Researchers are heading back to the drawing board after a tiny phase 1 trial of intrathecal rituximab in certain patients with progressive multiple sclerosis failed to eliminate inflammation in the meninges.

The study investigators had hoped the treatment would significantly help progressive MS patients with leptomeningeal inflammation, which has been linked to worsening disease. However, “this paradigm seems to have not gotten rid of the meningeal inflammation significantly. We need a better approach,” said Pavan Bhargava, MD , of Johns Hopkins University, Baltimore, who spoke in an interview in advance of presenting the study findings at a meeting held by the Americas Committee for Treatment and Research in Multiple Sclerosis.

According to Dr. Bhargava, inflammation of the meninges – the lining of the brain – is more common in patients with progressive MS and is thought to be a driver of worsening disease. “People with the presence of the meningeal inflammation seem to have a more severe disease course,” he said, also noting that researchers have found that patients with collections of immune cells in the meninges are more likely to have more nerve cell damage and demyelination, especially along the surface of the brain under the meninges.

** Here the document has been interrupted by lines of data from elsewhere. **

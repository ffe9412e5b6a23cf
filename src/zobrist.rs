// Zobrist hashing constants and full-board recomputation
use rand::Rng;

use crate::board::{Board, BoardState, Color, Piece};
use crate::utils::iter_bits;

/// Random keys for every hashed feature of a position.
#[derive(Clone, Debug)]
pub struct ZobristKeys {
    /// Indexed by color, piece kind, square.
    pub pieces: [[[u64; 64]; 6]; 2],
    /// Indexed by the KQkq castling nibble.
    pub castling: [u64; 16],
    pub ep_file: [u64; 8],
    pub black: u64,
}

impl ZobristKeys {
    pub fn generate<R: Rng>(rng: &mut R) -> Self {
        let mut keys = ZobristKeys {
            pieces: [[[0; 64]; 6]; 2],
            castling: [0; 16],
            ep_file: [0; 8],
            black: 0,
        };
        for color in keys.pieces.iter_mut() {
            for kind in color.iter_mut() {
                for key in kind.iter_mut() {
                    *key = rng.random::<u64>();
                }
            }
        }
        for key in keys.castling.iter_mut() {
            *key = rng.random::<u64>();
        }
        for key in keys.ep_file.iter_mut() {
            *key = rng.random::<u64>();
        }
        keys.black = rng.random::<u64>();
        keys
    }

    #[inline(always)]
    pub fn piece(&self, piece: Piece, sq: usize) -> u64 {
        self.pieces[piece.color as usize][piece.kind as usize][sq]
    }

    /// Hash of the per-ply part of a position: side, castling rights and
    /// en-passant file.
    #[inline]
    pub fn state(&self, state: &BoardState) -> u64 {
        let mut h = self.castling[state.castling as usize];
        if let Some(ep) = state.ep_square {
            h ^= self.ep_file[ep % 8];
        }
        if state.side == Color::Black {
            h ^= self.black;
        }
        h
    }

    /// Hash computed from scratch by scanning the board. The incrementally
    /// maintained hash must always equal this.
    pub fn hash_position(&self, board: &Board) -> u64 {
        let mut h = 0u64;
        for color in [Color::White, Color::Black] {
            for (kind, keys) in self.pieces[color as usize].iter().enumerate() {
                for sq in iter_bits(board.pieces_raw(color, kind)) {
                    h ^= keys[sq];
                }
            }
        }
        h ^ self.state(board.state())
    }
}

The new study aimed to test the value of targeting immune cell follicles with doses of rituximab given intrathecally – straight into the spinal fluid – to greatly boost the penetration of the drug into the meninges. When given intravenously, Dr. Bhargava said, only a minuscule amount of rituximab makes it to the brain.

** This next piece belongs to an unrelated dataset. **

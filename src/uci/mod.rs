pub mod r#loop;
pub mod parser;

pub use parser::{parse_uci_command, UciCommand};
pub use r#loop::{process_uci_line, run_uci, run_uci_loop, UciEngine};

Dr. Bhargava’s team screened 36 patients with progressive MS with MRI scans and found that 15 showed signs of meningeal inflammation. Of those, 11 agreed to take part in the study, and 8 fit the criteria.

The participants (median age 55.5 years; five were female) received two intrathecal treatments of 25 mg of rituximab 2 weeks apart, were monitored via follow-up clinical evaluations and lab tests at weeks 2, 8, 24, and 48, and received lumbar punctures and MRI scans at weeks 8 and 24.

“The main outcome was safety,” he said. “Most patients tolerated the rituximab, and the only side effect occurred in one patient who had abnormal sensations in the leg for 35-45 minutes. Otherwise, the medication was safe.”

The researchers detected no change in the meningeal inflammatory lesions before and after the treatment at 24 weeks.

But the tiny dose, much smaller than the typical two doses of 1,000 mg of IV rituximab over 2 weeks, completely depleted B cells in the blood of almost all patients, Dr. Bhargava said. “It was likely leaking out into the blood and clearing the B cells.” Peripheral blood B cells decreased from a median of 18.55% at baseline to 0.1% at week 2 and 8 with an increase to 3.6% at 24 weeks.

This effect was not as robust in spinal fluid, he said, where B cells were not fully depleted.

The findings suggest more cycles of treatment may be needed to target types of immune cells other than B cells, he noted. Or perhaps another drug would work better if it has a different mechanism and can penetrate more effectively.

The next step, he said, is to screen alternative drug approaches in animal models with meningeal inflammation that’s similar to that found in humans.

The study was funded by the International Progressive MS Alliance and the Race to Erase MS. Dr. Bhargava reported no relevant disclosures.